Enfield, however, wasn’t where the Sten was designed. Turpin and Shepherd claimed that most of the work on the design had been done out of hours. Additionally, during the winter of 1940, the Armament Design Department was relocated, from Enfield to a former Drill Hall in Cheshunt, Hertfordshire to escape the bombing of London.
While the Sten may not have been designed at Enfield, the first prototype was partially assembled there with work also done at Turpin’s own home workshop. A further 46 pre-production pilot models were later ordered from RSAF Enfield, in February 1941.
Intriguingly, early accounts suggest that ‘EN’ may have stood for ‘England’ – not ‘Enfield’. In October 1942, the fifth instalment of ‘Know Your Weapons’, a semi-official series of weapons manuals printed by the publisher Nicholson & Watson, explains that ‘EN’ did in fact stand for ‘England’.
In June 1943, Turpin penned a semi-anonymous article for ‘The Model Engineer’, about the design and development of the gun, which repeated this claim. An October 1943, article in the US Popular Mechanics magazine, entitled ‘Machine Guns from Backyard’, includes a supposed quote from the inventors explaining that the “E and N stood for England.”
A more official account came in June 1949, at a hearing of the Board of the Royal Commission Awards to Inventors (a board set up to reward inventors who had done important war work). One of the board members Lord Justice Sir Lionel Cohen asked Shepherd: “Why was it called the Sten?” The colonel replied: “It was called the Sten by the then Director General of Artillery. The ‘S’ was from my name, the ‘T’ from Mr. Turpin, who was my draughtsman and who did a very large amount of the design, and the ‘EN’ was for England. That is the origin of the name, for which I accept no responsibility.” This suggests that the ‘EN’ standing for ‘England’ may have originated from the upper echelons.
Sadly, there was no officially published explanation of the name as official manuals rarely go into superfluous detail. In 1948, however, Ian Hay published R.O.F. The story of the Royal Ordnance Factories, 1939-1948 in which he stated the ‘EN’ was a reference to the Enfield factory. Similarly, another early published account, D.M. Ward’s 1946 The Other Battle, a history of BSA, also suggested it represented the factory name.
In truth it is difficult to know exactly what the ‘EN’ stood for.
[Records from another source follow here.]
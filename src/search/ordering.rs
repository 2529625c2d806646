// Move ordering for pruning efficiency
//
// Ordering never changes the search value, only how early cutoffs
// arrive. Priority: the previous iteration's best move, then the table
// move, then the adapter's static preference. Equal scores fall back to
// the move's own ordering so a search is deterministic run to run.

use smallvec::SmallVec;

use crate::game::{Game, MoveList};

/// Priority for the best move of the previous deepening iteration.
const PV_MOVE_SCORE: i32 = 2_000_000;

/// Priority for a move remembered by the transposition table.
const HASH_MOVE_SCORE: i32 = 1_000_000;

/// Sort `moves` best-first in place.
pub fn order_moves<G: Game>(
    game: &G,
    moves: &mut MoveList<G::Move>,
    hash_move: Option<G::Move>,
    pv_move: Option<G::Move>,
) {
    let mut scored: SmallVec<[(i32, G::Move); 64]> = moves
        .iter()
        .map(|&mv| {
            let score = if pv_move == Some(mv) {
                PV_MOVE_SCORE
            } else if hash_move == Some(mv) {
                HASH_MOVE_SCORE
            } else {
                game.order_hint(mv)
            };
            (score, mv)
        })
        .collect();

    // Descending score, ascending move as the deterministic tie-break.
    scored.sort_unstable_by(|a, b| b.0.cmp(&a.0).then_with(|| a.1.cmp(&b.1)));

    moves.clear();
    moves.extend(scored.into_iter().map(|(_, mv)| mv));
}

#[cfg(test)]
mod tests {
    use super::*;
    use crate::game::{MoveList, Player, Status};

    /// Minimal adapter: moves 0..5, hints favoring high move numbers.
    struct HintGame;

    impl Game for HintGame {
        type Move = u8;
        type Undo = ();

        fn side_to_move(&self) -> Player {
            Player::First
        }

        fn legal_moves(&self, out: &mut MoveList<u8>) {
            out.extend(0..5);
        }

        fn apply(&mut self, _mv: u8) {}

        fn undo(&mut self, _mv: u8, _token: ()) {}

        fn status(&self) -> Status {
            Status::Ongoing
        }

        fn evaluate(&self, _perspective: Player) -> i32 {
            0
        }

        fn key(&self) -> u64 {
            0
        }

        fn order_hint(&self, mv: u8) -> i32 {
            i32::from(mv) * 10
        }
    }

    fn moves() -> MoveList<u8> {
        let mut out = MoveList::new();
        HintGame.legal_moves(&mut out);
        out
    }

    #[test]
    fn hints_order_descending() {
        let mut m = moves();
        order_moves(&HintGame, &mut m, None, None);
        assert_eq!(m.as_slice(), &[4, 3, 2, 1, 0]);
    }

    #[test]
    fn hash_move_jumps_the_queue() {
        let mut m = moves();
        order_moves(&HintGame, &mut m, Some(1), None);
        assert_eq!(m[0], 1);
        assert_eq!(&m[1..], &[4, 3, 2, 0]);
    }

    #[test]
    fn pv_move_outranks_hash_move() {
        let mut m = moves();
        order_moves(&HintGame, &mut m, Some(1), Some(0));
        assert_eq!(m[0], 0);
        assert_eq!(m[1], 1);
    }

    #[test]
    fn equal_hints_break_ties_by_move_order() {
        struct FlatGame;
        impl Game for FlatGame {
            type Move = u8;
            type Undo = ();
            fn side_to_move(&self) -> Player {
                Player::First
            }
            fn legal_moves(&self, out: &mut MoveList<u8>) {
                out.extend([3, 1, 4, 0, 2]);
            }
            fn apply(&mut self, _mv: u8) {}
            fn undo(&mut self, _mv: u8, _token: ()) {}
            fn status(&self) -> Status {
                Status::Ongoing
            }
            fn evaluate(&self, _perspective: Player) -> i32 {
                0
            }
            fn key(&self) -> u64 {
                0
            }
        }

        let mut m = MoveList::new();
        FlatGame.legal_moves(&mut m);
        order_moves(&FlatGame, &mut m, None, None);
        assert_eq!(m.as_slice(), &[0, 1, 2, 3, 4]);
    }
}
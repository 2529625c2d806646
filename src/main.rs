// Terminal self-play demo: the engine plays Connect Four against itself.
//
// Usage: gametree [budget_ms_first] [budget_ms_second]
//
// Giving the two sides different budgets is a quick way to watch search
// depth translate into playing strength. RUST_LOG=debug shows the
// per-depth search lines.

use std::time::Duration;

use log::info;

use gametree::games::ConnectFour;
use gametree::{search, Game, Player, SearchConfig, Status};

fn main() {
    env_logger::init();

    let mut args = std::env::args().skip(1);
    let first_ms = parse_budget(args.next(), 200);
    let second_ms = parse_budget(args.next(), first_ms);

    let mut game = ConnectFour::new();
    println!("{game}\n");

    loop {
        let side = game.side_to_move();
        let budget = match side {
            Player::First => first_ms,
            Player::Second => second_ms,
        };
        let config = SearchConfig::with_budget(Duration::from_millis(budget));
        let report = search(&mut game, &config);

        let Some(column) = report.best_move else {
            break;
        };
        info!(
            "{:?} plays column {} (depth {}, score {}, {} nodes in {}ms)",
            side,
            column,
            report.depth,
            report.score,
            report.nodes,
            report.elapsed.as_millis()
        );

        game.apply(column);
        println!("{game}\n");
    }

    match game.status() {
        Status::Win(Player::First) => println!("X wins"),
        Status::Win(Player::Second) => println!("O wins"),
        Status::Draw => println!("Draw"),
        Status::Ongoing => unreachable!("self-play only stops on a terminal state"),
    }
}

fn parse_budget(arg: Option<String>, default_ms: u64) -> u64 {
    arg.and_then(|s| s.parse().ok()).unwrap_or(default_ms)
}
// Reference game adapters
//
// Two small complete games that exercise the engine end-to-end. They are
// fixtures and demo fodder, not the point of the crate: real users bring
// their own `Game` implementations.

mod connect_four;
mod tic_tac_toe;

pub use connect_four::{ConnectFour, COLS, ROWS};
pub use tic_tac_toe::TicTacToe;
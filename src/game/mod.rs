// Game adapter boundary
//
// The search core is game-agnostic: everything it needs from a concrete
// game goes through the `Game` trait. Rule logic (move generation, win
// detection, board geometry) lives behind this seam, the way a player
// implementation sits behind the `Player` trait in a game frontend.

use smallvec::SmallVec;

/// Move buffer used throughout the search.
///
/// 64 inline slots cover every reasonable branching factor without heap
/// allocation; larger games spill transparently.
pub type MoveList<M> = SmallVec<[M; 64]>;

/// One of the two players.
#[derive(Debug, Clone, Copy, PartialEq, Eq, Hash)]
pub enum Player {
    First,
    Second,
}

impl Player {
    /// The other player.
    #[inline]
    pub fn opposite(self) -> Player {
        match self {
            Player::First => Player::Second,
            Player::Second => Player::First,
        }
    }
}

/// Outcome of a position as reported by the game adapter.
#[derive(Debug, Clone, Copy, PartialEq, Eq)]
pub enum Status {
    /// The game continues; at least one legal move exists.
    Ongoing,
    /// The given player has won.
    Win(Player),
    /// Neither player can win; no legal moves remain or the rules call it.
    Draw,
}

impl Status {
    #[inline]
    pub fn is_terminal(self) -> bool {
        self != Status::Ongoing
    }
}

/// Adapter contract between the search core and a concrete game.
///
/// Implementations own all rule logic. The search core holds exactly one
/// `&mut` to the state and always rewinds it: every `apply` is paired
/// with an `undo` before the search returns, so a state borrowed by
/// `search` comes back bit-for-bit identical.
///
/// # Contract
///
/// - `status` and `legal_moves` must agree: an `Ongoing` state has at
///   least one legal move, a terminal state has none. Disagreement is a
///   programmer error and the search panics rather than caching results
///   for an inconsistent game model.
/// - After `undo(mv, token)` the state must equal the state before the
///   matching `apply(mv)`, including `key()`.
/// - `key` must be equal for rule-equivalent states (same cell contents,
///   same side to move) and collision-resistant across inequivalent ones.
///   Computable in time linear in board size; large boards should keep an
///   incrementally updated key rather than rescanning.
/// - `evaluate` scores a non-terminal state from `perspective`'s point of
///   view and must stay strictly inside `±WIN_SCORE` so that heuristic
///   scores never masquerade as proven outcomes.
pub trait Game {
    /// A legal transition. Cheap to copy; the `Ord` bound gives the
    /// search a deterministic tie-break when ordering scores are equal.
    type Move: Copy + Eq + Ord + std::fmt::Debug;

    /// Whatever `apply` needs to remember so `undo` can rewind exactly.
    type Undo;

    /// The player whose turn it is.
    fn side_to_move(&self) -> Player;

    /// Append every legal move to `out`. Called only on `Ongoing` states.
    fn legal_moves(&self, out: &mut MoveList<Self::Move>);

    /// Play `mv`, returning the token `undo` needs to rewind it.
    fn apply(&mut self, mv: Self::Move) -> Self::Undo;

    /// Rewind `mv`, restoring the state before the matching `apply`.
    fn undo(&mut self, mv: Self::Move, token: Self::Undo);

    /// Terminal/winner detection.
    fn status(&self) -> Status;

    /// Static heuristic evaluation from `perspective`'s point of view.
    /// Used only at the depth-0 search frontier.
    fn evaluate(&self, perspective: Player) -> i32;

    /// Transposition key for the current state.
    fn key(&self) -> u64;

    /// Static ordering preference for `mv` (higher = try earlier).
    /// Purely an efficiency hint; it never changes the search value.
    fn order_hint(&self, _mv: Self::Move) -> i32 {
        0
    }
}

#[cfg(test)]
mod tests {
    use super::*;

    #[test]
    fn opposite_is_involutive() {
        assert_eq!(Player::First.opposite(), Player::Second);
        assert_eq!(Player::Second.opposite(), Player::First);
        assert_eq!(Player::First.opposite().opposite(), Player::First);
    }

    #[test]
    fn terminal_statuses() {
        assert!(!Status::Ongoing.is_terminal());
        assert!(Status::Win(Player::First).is_terminal());
        assert!(Status::Win(Player::Second).is_terminal());
        assert!(Status::Draw.is_terminal());
    }
}
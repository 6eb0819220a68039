// Application layer - cache, chart lifecycle, fetching and the dashboard controller
pub mod cache_store;
pub mod chart_registry;
pub mod clock;
pub mod dashboard_api;
pub mod dashboard_controller;
pub mod dashboard_view;
pub mod data_fetcher;
pub mod export;
pub mod profile_repository;
pub mod profile_service;
pub mod render_engine;
// Main entry point - Dependency injection, profile server and headless snapshot
use std::{net::SocketAddr, sync::Arc, time::Duration};

use anyhow::Context;
use chrono::NaiveDate;
use tracing_subscriber::EnvFilter;

use dashboard_refresh::application::cache_store::CacheStore;
use dashboard_refresh::application::clock::{Clock, SystemClock};
use dashboard_refresh::application::dashboard_controller::{DashboardController, LoadOutcome};
use dashboard_refresh::application::profile_service::ProfileService;
use dashboard_refresh::domain::dashboard::{DateRange, Period, Tab};
use dashboard_refresh::infrastructure::config::{load_dashboard_config, load_server_config};
use dashboard_refresh::infrastructure::headless::{HeadlessEngine, TracingView};
use dashboard_refresh::infrastructure::http_dashboard_api::HttpDashboardApi;
use dashboard_refresh::infrastructure::json_profile_repository::JsonProfileRepository;
use dashboard_refresh::infrastructure::token_store::resolve_auth_token;
use dashboard_refresh::presentation::app_state::AppState;
use dashboard_refresh::presentation::routes::router;

#[tokio::main]
async fn main() -> anyhow::Result<()> {
    // Initialize tracing
    tracing_subscriber::fmt()
        .with_env_filter(EnvFilter::try_from_default_env().unwrap_or_else(|_| EnvFilter::new("info")))
        .init();

    let mut args = std::env::args().skip(1);
    match args.next().as_deref() {
        None | Some("serve") => serve().await,
        Some("snapshot") => snapshot(args.next(), args.next()).await,
        Some(other) => anyhow::bail!("unknown command '{}', expected 'serve' or 'snapshot'", other),
    }
}

async fn serve() -> anyhow::Result<()> {
    let server_config = load_server_config()?;
    let settings = server_config.server;

    let clock: Arc<dyn Clock> = Arc::new(SystemClock);
    let repository = Arc::new(JsonProfileRepository::new(settings.profile_store_path));
    let cache = Arc::new(CacheStore::new(
        Duration::from_secs(settings.profile_cache_ttl_secs),
        clock,
    ));
    let state = Arc::new(AppState {
        profile_service: ProfileService::new(repository, cache),
    });

    let addr: SocketAddr = settings
        .bind_addr
        .parse()
        .with_context(|| format!("Invalid bind address {}", settings.bind_addr))?;
    tracing::info!("Starting dashboard-refresh profile service on {}", addr);

    axum::serve(tokio::net::TcpListener::bind(addr).await?, router(state)).await?;

    Ok(())
}

/// One headless load cycle, printing the export document
async fn snapshot(tab: Option<String>, period: Option<String>) -> anyhow::Result<()> {
    let config = load_dashboard_config()?;
    let clock: Arc<dyn Clock> = Arc::new(SystemClock);

    let tab: Tab = match tab {
        Some(tab) => tab.parse().map_err(anyhow::Error::msg)?,
        None => Tab::General,
    };
    let period = match period {
        Some(period) => parse_period(&period, clock.today())?,
        None => Period::default(),
    };

    let token = resolve_auth_token(&config.auth);
    let api = Arc::new(HttpDashboardApi::new(config.api.endpoint.clone(), token));
    let engine = Arc::new(HeadlessEngine::new(true));
    let controller = DashboardController::new(
        api,
        engine,
        Arc::new(TracingView),
        clock,
        config.controller_options(),
    )
    .with_selection(tab, period);

    let outcome = controller.start().await;
    let result = match outcome {
        LoadOutcome::Loaded { .. } => match controller.export_snapshot() {
            Some(document) => {
                tracing::info!("Export file name: {}", document.file_name());
                println!("{}", document.to_json_pretty()?);
                Ok(())
            }
            None => Err(anyhow::anyhow!("no data loaded")),
        },
        LoadOutcome::Failed(error) => Err(anyhow::anyhow!("dashboard data unavailable: {}", error)),
        other => Err(anyhow::anyhow!("load did not run: {:?}", other)),
    };

    controller.teardown();
    result
}

/// Accepts a preset name or `YYYY-MM-DD..YYYY-MM-DD`
fn parse_period(value: &str, today: NaiveDate) -> anyhow::Result<Period> {
    match value.split_once("..") {
        Some((from, to)) => {
            let from = NaiveDate::parse_from_str(from, "%Y-%m-%d").context("Invalid start date")?;
            let to = NaiveDate::parse_from_str(to, "%Y-%m-%d").context("Invalid end date")?;
            Ok(Period::Custom(DateRange::validate(from, to, today)?))
        }
        None => value.parse().map_err(anyhow::Error::msg),
    }
}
It may be that both Enfield and England were discussed and used by various individuals and offices. There may have been an element of propaganda to including ‘England’ in a weapon’s name which led senior officers to push this in the press and direct the gun’s inventors to suggest this was the case too. Of course the authors of those earlier books may have mistakenly believed ‘EN’ stood for Enfield, as it does in Bren. Personally, I’m inclined to follow the primary sources attributed to the two men responsible for the design, and believe it initially stood for England.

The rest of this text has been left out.